Stored items
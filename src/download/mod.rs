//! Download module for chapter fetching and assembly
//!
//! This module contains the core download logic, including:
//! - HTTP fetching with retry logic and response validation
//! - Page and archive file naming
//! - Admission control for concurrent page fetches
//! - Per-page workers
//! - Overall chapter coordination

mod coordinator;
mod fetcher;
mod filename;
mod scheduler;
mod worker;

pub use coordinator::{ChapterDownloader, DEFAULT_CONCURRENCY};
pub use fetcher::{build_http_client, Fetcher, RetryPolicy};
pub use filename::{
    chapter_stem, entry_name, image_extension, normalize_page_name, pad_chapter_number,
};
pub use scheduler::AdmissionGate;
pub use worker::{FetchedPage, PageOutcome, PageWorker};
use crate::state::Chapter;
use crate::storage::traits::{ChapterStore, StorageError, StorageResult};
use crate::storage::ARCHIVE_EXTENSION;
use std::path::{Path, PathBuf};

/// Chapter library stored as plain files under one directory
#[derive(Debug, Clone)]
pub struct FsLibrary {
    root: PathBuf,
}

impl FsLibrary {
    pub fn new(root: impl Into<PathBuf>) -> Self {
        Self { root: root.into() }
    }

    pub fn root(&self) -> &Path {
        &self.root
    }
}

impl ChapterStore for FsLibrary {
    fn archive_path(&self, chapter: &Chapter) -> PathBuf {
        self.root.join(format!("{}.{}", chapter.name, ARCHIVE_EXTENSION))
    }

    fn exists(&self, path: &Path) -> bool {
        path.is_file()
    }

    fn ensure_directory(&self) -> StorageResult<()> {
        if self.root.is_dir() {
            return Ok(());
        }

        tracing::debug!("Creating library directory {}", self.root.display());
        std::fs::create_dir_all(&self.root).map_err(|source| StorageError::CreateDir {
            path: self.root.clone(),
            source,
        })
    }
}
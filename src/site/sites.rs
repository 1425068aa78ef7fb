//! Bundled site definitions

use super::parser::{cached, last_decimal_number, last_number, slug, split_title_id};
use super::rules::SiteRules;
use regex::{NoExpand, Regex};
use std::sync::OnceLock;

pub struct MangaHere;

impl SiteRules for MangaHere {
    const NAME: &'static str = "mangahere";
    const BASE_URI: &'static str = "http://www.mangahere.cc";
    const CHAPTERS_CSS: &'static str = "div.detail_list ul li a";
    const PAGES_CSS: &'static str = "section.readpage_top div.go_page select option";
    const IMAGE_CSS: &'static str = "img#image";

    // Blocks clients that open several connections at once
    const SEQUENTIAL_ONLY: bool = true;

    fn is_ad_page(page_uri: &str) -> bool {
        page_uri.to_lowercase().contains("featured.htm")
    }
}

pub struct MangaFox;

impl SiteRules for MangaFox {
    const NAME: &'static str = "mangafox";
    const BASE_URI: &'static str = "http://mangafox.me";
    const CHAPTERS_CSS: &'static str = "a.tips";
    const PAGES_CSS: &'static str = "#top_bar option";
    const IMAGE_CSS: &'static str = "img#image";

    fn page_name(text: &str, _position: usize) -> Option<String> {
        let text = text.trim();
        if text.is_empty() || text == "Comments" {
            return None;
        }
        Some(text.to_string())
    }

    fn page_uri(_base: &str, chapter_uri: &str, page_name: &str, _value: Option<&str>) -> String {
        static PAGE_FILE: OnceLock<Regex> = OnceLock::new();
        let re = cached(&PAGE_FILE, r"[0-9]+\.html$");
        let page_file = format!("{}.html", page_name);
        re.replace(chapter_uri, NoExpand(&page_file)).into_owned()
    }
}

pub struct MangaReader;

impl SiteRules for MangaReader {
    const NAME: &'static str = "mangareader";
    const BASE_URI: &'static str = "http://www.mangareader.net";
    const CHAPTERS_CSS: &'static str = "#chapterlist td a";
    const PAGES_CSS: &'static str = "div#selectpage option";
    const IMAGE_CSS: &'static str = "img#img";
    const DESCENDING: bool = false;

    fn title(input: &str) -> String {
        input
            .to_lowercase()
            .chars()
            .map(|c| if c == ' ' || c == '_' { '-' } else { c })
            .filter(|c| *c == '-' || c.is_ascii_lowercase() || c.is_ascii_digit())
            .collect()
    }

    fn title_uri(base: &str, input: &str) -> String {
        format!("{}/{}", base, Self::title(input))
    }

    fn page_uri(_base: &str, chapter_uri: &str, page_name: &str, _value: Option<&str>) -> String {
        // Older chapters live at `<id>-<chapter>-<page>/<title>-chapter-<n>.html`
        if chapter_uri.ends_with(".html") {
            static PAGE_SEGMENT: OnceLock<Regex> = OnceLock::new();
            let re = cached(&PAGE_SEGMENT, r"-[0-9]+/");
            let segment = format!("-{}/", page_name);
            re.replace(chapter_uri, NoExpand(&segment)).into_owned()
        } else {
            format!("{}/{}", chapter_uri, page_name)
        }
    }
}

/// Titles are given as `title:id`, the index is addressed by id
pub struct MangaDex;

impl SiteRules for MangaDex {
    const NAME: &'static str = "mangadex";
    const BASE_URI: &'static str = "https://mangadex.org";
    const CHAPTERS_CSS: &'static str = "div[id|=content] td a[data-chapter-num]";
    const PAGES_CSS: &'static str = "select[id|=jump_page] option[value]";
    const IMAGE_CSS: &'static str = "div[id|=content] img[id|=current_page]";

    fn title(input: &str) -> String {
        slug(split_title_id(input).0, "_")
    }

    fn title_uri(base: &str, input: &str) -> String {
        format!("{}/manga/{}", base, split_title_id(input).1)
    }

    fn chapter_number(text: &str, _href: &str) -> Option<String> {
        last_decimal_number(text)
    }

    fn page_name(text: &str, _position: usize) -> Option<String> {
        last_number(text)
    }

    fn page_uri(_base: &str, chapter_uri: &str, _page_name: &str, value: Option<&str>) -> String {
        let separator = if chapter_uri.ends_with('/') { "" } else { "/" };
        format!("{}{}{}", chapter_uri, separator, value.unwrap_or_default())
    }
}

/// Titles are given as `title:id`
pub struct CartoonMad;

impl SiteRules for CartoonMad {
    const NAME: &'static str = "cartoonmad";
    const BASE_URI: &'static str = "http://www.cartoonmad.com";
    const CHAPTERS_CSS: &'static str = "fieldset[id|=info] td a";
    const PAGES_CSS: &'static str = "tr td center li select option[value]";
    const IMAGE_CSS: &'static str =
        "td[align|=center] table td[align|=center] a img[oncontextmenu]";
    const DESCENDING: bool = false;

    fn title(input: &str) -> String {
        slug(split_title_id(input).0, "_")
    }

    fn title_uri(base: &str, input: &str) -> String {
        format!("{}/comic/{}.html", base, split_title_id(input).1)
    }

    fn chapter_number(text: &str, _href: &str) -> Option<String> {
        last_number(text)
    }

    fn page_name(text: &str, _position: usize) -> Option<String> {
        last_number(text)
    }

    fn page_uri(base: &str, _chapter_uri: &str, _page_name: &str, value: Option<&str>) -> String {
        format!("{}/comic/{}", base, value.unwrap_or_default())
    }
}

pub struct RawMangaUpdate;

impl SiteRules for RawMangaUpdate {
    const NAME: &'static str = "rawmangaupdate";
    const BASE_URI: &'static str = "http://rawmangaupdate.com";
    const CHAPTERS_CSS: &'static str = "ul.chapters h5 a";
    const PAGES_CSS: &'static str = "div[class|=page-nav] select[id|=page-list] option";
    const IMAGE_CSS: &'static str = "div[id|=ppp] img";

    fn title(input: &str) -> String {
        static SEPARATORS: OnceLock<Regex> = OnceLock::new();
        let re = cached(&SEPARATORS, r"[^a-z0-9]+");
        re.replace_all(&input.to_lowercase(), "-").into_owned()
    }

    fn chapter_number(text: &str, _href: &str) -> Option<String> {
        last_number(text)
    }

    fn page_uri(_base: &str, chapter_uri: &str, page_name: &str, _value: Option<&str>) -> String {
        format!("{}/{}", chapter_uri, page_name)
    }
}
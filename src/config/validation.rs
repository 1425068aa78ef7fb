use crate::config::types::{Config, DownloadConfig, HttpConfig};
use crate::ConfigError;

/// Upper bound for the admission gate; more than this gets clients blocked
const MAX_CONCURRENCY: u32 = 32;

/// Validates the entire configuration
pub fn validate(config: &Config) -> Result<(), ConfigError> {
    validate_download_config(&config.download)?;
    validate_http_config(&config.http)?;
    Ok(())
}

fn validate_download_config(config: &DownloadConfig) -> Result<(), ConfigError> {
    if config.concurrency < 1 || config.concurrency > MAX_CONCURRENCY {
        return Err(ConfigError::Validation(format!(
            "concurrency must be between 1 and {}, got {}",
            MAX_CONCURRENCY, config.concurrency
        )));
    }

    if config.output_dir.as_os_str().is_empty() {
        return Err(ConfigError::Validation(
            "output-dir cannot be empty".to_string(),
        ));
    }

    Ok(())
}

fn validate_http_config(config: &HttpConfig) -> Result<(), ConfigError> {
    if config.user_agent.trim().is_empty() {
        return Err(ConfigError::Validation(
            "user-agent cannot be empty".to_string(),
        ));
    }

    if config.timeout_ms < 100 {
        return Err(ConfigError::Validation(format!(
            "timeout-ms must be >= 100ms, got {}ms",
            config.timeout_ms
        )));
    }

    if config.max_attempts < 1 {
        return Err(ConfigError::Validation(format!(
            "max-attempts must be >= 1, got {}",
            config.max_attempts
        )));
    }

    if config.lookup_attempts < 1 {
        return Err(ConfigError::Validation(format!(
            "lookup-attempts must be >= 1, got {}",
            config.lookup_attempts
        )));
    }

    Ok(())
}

==

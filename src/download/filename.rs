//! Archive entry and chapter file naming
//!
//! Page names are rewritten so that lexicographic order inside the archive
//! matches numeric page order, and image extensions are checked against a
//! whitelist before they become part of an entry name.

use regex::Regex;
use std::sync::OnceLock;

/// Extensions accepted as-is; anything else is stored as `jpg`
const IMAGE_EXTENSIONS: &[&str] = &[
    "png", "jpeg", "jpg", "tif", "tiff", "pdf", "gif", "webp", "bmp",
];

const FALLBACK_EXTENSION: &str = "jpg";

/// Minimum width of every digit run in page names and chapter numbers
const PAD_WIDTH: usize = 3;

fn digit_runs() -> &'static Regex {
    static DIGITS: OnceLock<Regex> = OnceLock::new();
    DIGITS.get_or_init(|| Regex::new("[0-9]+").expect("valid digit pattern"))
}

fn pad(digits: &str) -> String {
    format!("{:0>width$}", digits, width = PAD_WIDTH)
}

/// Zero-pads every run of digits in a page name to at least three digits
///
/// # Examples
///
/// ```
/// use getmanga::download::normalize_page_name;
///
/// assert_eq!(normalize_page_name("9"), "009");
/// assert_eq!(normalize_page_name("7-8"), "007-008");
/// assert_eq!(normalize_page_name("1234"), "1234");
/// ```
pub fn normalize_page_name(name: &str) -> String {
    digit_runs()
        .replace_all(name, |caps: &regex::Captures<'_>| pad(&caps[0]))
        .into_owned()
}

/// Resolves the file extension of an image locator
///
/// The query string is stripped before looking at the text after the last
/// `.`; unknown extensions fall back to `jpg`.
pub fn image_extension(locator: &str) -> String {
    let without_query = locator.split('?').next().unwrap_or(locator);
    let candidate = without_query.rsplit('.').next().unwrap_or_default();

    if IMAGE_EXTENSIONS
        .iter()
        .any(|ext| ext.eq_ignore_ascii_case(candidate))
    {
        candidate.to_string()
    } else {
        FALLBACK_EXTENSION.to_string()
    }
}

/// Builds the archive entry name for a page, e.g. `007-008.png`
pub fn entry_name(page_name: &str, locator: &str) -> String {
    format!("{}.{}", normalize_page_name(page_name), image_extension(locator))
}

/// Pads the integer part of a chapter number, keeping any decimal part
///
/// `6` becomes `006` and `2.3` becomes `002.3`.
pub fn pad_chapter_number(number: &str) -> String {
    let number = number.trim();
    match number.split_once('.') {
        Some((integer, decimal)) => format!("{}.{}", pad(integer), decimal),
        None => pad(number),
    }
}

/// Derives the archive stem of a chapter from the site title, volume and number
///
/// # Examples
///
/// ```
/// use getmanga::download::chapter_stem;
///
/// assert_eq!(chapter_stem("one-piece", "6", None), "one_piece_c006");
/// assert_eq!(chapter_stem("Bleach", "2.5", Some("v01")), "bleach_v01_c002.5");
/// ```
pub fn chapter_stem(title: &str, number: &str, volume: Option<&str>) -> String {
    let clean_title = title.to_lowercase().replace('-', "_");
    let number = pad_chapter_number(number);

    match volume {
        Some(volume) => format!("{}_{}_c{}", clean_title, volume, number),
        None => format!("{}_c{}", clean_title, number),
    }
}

§ **YOUR OBJECTIVE**
Each line carrying the string "Some" should be copied out from the entries.

§ **RESULT BELOW**
        Some(text.to_string())
        Some((integer, decimal)) => format!("{}.{}", pad(integer), decimal),
/// assert_eq!(chapter_stem("Bleach", "2.5", Some("v01")), "bleach_v01_c002.5");
        Some(volume) => format!("{}_{}_c{}", clean_title, volume, number),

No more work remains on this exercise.